Quick compliance checklist, what this guide covers:
At the federal level, Switzerland protects every person’s image as part of their personality rights under the Swiss Civil Code (Articles 28 ff.). Filming in a public space is not prohibited per se, but capturing, publishing or commercially exploiting footage in which an individual is recognisable can constitute an infringement of those rights unless a justification, such as consent, a prevailing public interest or legitimate press reporting, applies. The Swiss Criminal Code adds a sharper layer: Article 179quater criminalises recording facts belonging to someone’s private domain without their consent, while Article 179bis targets the secret recording of private conversations.
The European Court of Human Rights has upheld that legitimate journalistic investigation, including, in narrow circumstances, the use of hidden cameras, can outweigh individual privacy where there is a strong public interest. However, that balancing exercise is strict, and Swiss courts apply it conservatively. For commercial productions that lack a press-freedom justification, the practical default is clear: obtain consent whenever individuals are recognisable in the footage.

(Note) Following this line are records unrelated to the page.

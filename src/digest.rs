use base64::URL_SAFE_NO_PAD;
use sha2::{Digest, Sha256};

use crate::Error;

/// Elements of the _sd_alg claim
#[non_exhaustive]
#[derive(Clone, Copy, Debug, PartialEq, Eq, PartialOrd, Ord)]
pub enum SdAlg {
    /// SHA-256 algorithm for hashing disclosures
    Sha256,
}

impl SdAlg {
    const SHA256_STR: &'static str = "sha-256";
}

impl SdAlg {
    /// String encoding of the _sd_alg field
    pub fn to_str(&self) -> &'static str {
        match self {
            SdAlg::Sha256 => Self::SHA256_STR,
        }
    }
}

impl TryFrom<&str> for SdAlg {
    type Error = Error;

    fn try_from(value: &str) -> Result<Self, Self::Error> {
        Ok(match value {
            Self::SHA256_STR => SdAlg::Sha256,
            other => return Err(Error::UnknownSdAlg(other.to_owned())),
        })
    }
}

impl From<SdAlg> for &'static str {
    fn from(value: SdAlg) -> Self {
        value.to_str()
    }
}

/// Computes the claim hash of an encoded disclosure string.
///
/// The digest is taken over the base64url disclosure string itself, then
/// formatted as lowercase hex ASCII before the final base64url encoding.
/// Both stages are required for interop; verifiers compare the resulting
/// strings for equality.
pub fn hash_encoded_disclosure(digest_algo: SdAlg, disclosure: &str) -> Result<String, Error> {
    if disclosure.is_empty() {
        return Err(Error::EmptyDisclosureHash);
    }
    match digest_algo {
        SdAlg::Sha256 => {
            let digest = Sha256::digest(disclosure.as_bytes());
            let hex_digest = hex::encode(digest);
            Ok(base64::encode_config(hex_digest, URL_SAFE_NO_PAD))
        }
    }
}
//! Minimal JWS layer for the HMAC-SHA-256 family.
//!
//! RFC 7515 compact serialization, restricted to the symmetric algorithm
//! the SD-JWT core signs with. Other JWS families are an orthogonal
//! substitution behind the same two entry points.

use base64::URL_SAFE_NO_PAD;
use hmac::{Hmac, Mac};
use serde::{Deserialize, Serialize};
use serde_json::Value;
use sha2::Sha256;
use std::ops::Deref;
use zeroize::ZeroizeOnDrop;

use crate::Error;

type HmacSha256 = Hmac<Sha256>;

/// JWS algorithms supported by this crate.
#[non_exhaustive]
#[derive(Debug, Clone, Copy, PartialEq, Eq, Serialize, Deserialize)]
pub enum Algorithm {
    HS256,
}

/// Protected JWS header.
#[derive(Debug, Serialize, Deserialize, Clone, PartialEq, Eq)]
pub struct Header {
    #[serde(rename = "alg")]
    pub algorithm: Algorithm,

    #[serde(rename = "typ", skip_serializing_if = "Option::is_none")]
    pub type_: Option<String>,
}

/// Symmetric signing key. Zeroed on drop.
#[derive(Clone, ZeroizeOnDrop)]
pub struct SymmetricKey(Box<[u8]>);

impl SymmetricKey {
    pub fn new(value: Box<[u8]>) -> Self {
        Self(value)
    }
}

impl Deref for SymmetricKey {
    type Target = [u8];

    fn deref(&self) -> &Self::Target {
        &self.0
    }
}

impl From<Box<[u8]>> for SymmetricKey {
    fn from(value: Box<[u8]>) -> Self {
        Self::new(value)
    }
}

impl From<Vec<u8>> for SymmetricKey {
    fn from(value: Vec<u8>) -> Self {
        Self::new(value.into_boxed_slice())
    }
}

impl From<&str> for SymmetricKey {
    fn from(value: &str) -> Self {
        Self::new(value.as_bytes().into())
    }
}

fn base64_encode_json<T: Serialize>(object: &T) -> Result<String, Error> {
    let json = serde_json::to_string(object)?;
    Ok(base64::encode_config(json, URL_SAFE_NO_PAD))
}

/// Signs `claims` as a compact JWT with header `{"alg":"HS256","typ":"JWT"}`.
///
/// The payload is compact JSON with object keys in sorted order, which
/// keeps the signing input reproducible for a given claim set.
pub fn encode_sign(claims: &Value, key: &SymmetricKey) -> Result<String, Error> {
    let header = Header {
        algorithm: Algorithm::HS256,
        type_: Some("JWT".to_owned()),
    };
    let signing_input = format!("{}.{}", base64_encode_json(&header)?, base64_encode_json(claims)?);

    let mut mac = HmacSha256::new_from_slice(key).map_err(|_| Error::InvalidKey)?;
    mac.update(signing_input.as_bytes());
    let signature = mac.finalize().into_bytes();

    Ok(format!(
        "{}.{}",
        signing_input,
        base64::encode_config(signature, URL_SAFE_NO_PAD)
    ))
}

/// Validates a compact JWT and returns its payload.
///
/// The MAC comparison is constant time. Any structural defect surfaces as
/// [`Error::InvalidToken`].
pub fn decode_verify(jwt: &str, key: &SymmetricKey) -> Result<Value, Error> {
    let segments: Vec<&str> = jwt.split('.').collect();
    let (header_b64, payload_b64, signature_b64) = match segments.as_slice() {
        [header, payload, signature] => (*header, *payload, *signature),
        _ => return Err(Error::InvalidToken),
    };

    let header_bytes =
        base64::decode_config(header_b64, URL_SAFE_NO_PAD).map_err(|_| Error::InvalidToken)?;
    let _header: Header =
        serde_json::from_slice(&header_bytes).map_err(|_| Error::InvalidToken)?;

    let signature =
        base64::decode_config(signature_b64, URL_SAFE_NO_PAD).map_err(|_| Error::InvalidToken)?;

    let mut mac = HmacSha256::new_from_slice(key).map_err(|_| Error::InvalidKey)?;
    mac.update(header_b64.as_bytes());
    mac.update(b".");
    mac.update(payload_b64.as_bytes());
    mac.verify_slice(&signature).map_err(|_| Error::InvalidToken)?;

    let payload =
        base64::decode_config(payload_b64, URL_SAFE_NO_PAD).map_err(|_| Error::InvalidToken)?;
    serde_json::from_slice(&payload).map_err(|_| Error::InvalidToken)
}
//! Configuration: defaults, optional TOML file, `CANDLESYNC_*` env overrides.

use std::env;
use std::fs;
use std::path::{Path, PathBuf};

use anyhow::{Context, Result};
use chrono::Weekday;
use serde::{Deserialize, Serialize};

use crate::model::Granularity;

#[derive(Debug, Clone, Serialize, Deserialize)]
#[serde(default)]
pub struct SyncConfig {
    /// Primary store root.
    pub data_root: PathBuf,
    /// Mirror store root; mirror reconciliation is skipped when unset.
    pub mirror_root: Option<PathBuf>,
    /// Granularities synced for every instrument.
    pub granularities: Vec<Granularity>,
    /// Worker cap; 0 means available hardware parallelism.
    pub concurrency: usize,
    /// Source's maximum candles per request.
    pub max_page_size: u32,
    /// Server publication delay allowance for the skip heuristic, seconds.
    pub server_lag_secs: i64,
    /// Shaved off "now" for range upper bounds, seconds.
    pub to_safety_margin_secs: i64,
    /// Mirror tail gap beyond which the mirror is replaced wholesale, hours.
    pub mirror_wholesale_gap_hours: i64,
    /// Log progress every N completed series.
    pub progress_log_every: usize,
    /// Weekdays on which the job exits immediately.
    pub disabled_days: Vec<Weekday>,
    /// Lock/timestamp file path; run-lock gating is skipped when unset.
    pub lock_file: Option<PathBuf>,
    /// Minimum seconds between successful runs.
    pub min_run_interval_secs: u64,
    /// Run-scoped text log path.
    pub run_log_file: PathBuf,
    /// Source REST base URL.
    pub api_url: String,
    /// Account whose tradeable instruments are enumerated.
    pub account_id: String,
    /// Bearer token; normally provided via `CANDLESYNC_API_TOKEN`.
    pub api_token: String,
    /// Operator notification webhook; log-only notifications when unset.
    pub notify_webhook: Option<String>,
}

impl Default for SyncConfig {
    fn default() -> Self {
        Self {
            data_root: PathBuf::from("./candles"),
            mirror_root: None,
            granularities: vec![Granularity::M15, Granularity::M1],
            concurrency: 0,
            max_page_size: 5000,
            server_lag_secs: 900,
            to_safety_margin_secs: 10,
            mirror_wholesale_gap_hours: 100,
            progress_log_every: 10,
            disabled_days: vec![],
            lock_file: None,
            min_run_interval_secs: 3600,
            run_log_file: PathBuf::from("batch-job-output.txt"),
            api_url: "https://api-fxpractice.oanda.com".to_string(),
            account_id: String::new(),
            api_token: String::new(),
            notify_webhook: None,
        }
    }
}

impl SyncConfig {
    /// Defaults, overlaid with the TOML file (when given), overlaid with env.
    pub fn load(path: Option<&Path>) -> Result<Self> {
        let mut config = match path {
            Some(path) => {
                let raw = fs::read_to_string(path)
                    .with_context(|| format!("reading config file {}", path.display()))?;
                toml::from_str(&raw)
                    .with_context(|| format!("parsing config file {}", path.display()))?
            }
            None => Self::default(),
        };
        config.apply_env();
        Ok(config)
    }

    fn apply_env(&mut self) {
        if let Ok(v) = env::var("CANDLESYNC_DATA_ROOT") {
            self.data_root = PathBuf::from(v);
        }
        if let Ok(v) = env::var("CANDLESYNC_MIRROR_ROOT") {
            self.mirror_root = Some(PathBuf::from(v));
        }
        if let Ok(v) = env::var("CANDLESYNC_API_URL") {
            self.api_url = v;
        }
        if let Ok(v) = env::var("CANDLESYNC_ACCOUNT_ID") {
            self.account_id = v;
        }
        if let Ok(v) = env::var("CANDLESYNC_API_TOKEN") {
            self.api_token = v;
        }
        if let Ok(v) = env::var("CANDLESYNC_NOTIFY_WEBHOOK") {
            self.notify_webhook = Some(v);
        }
        if let Some(v) = env::var("CANDLESYNC_CONCURRENCY")
            .ok()
            .and_then(|v| v.parse().ok())
        {
            self.concurrency = v;
        }
    }

    /// Worker cap with the 0-means-auto rule applied.
    pub fn effective_concurrency(&self) -> usize {
        if self.concurrency > 0 {
            return self.concurrency;
        }
        std::thread::available_parallelism()
            .map(|n| n.get())
            .unwrap_or(4)
    }
}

Swiss law generally treats a person filmed as part of a large, anonymous crowd differently from a person who is the identifiable focus of a shot. If your footage shows a bustling Bahnhofstrasse in Zurich and no single individual is singled out or rendered recognisable, consent is typically unnecessary. Accredited press and broadcast journalism also enjoy wider latitude under the public-interest balancing test, particularly when covering events of public significance. Industry observers expect courts to continue drawing a firm line, however, between genuine editorial reporting and commercial content dressed up as journalism.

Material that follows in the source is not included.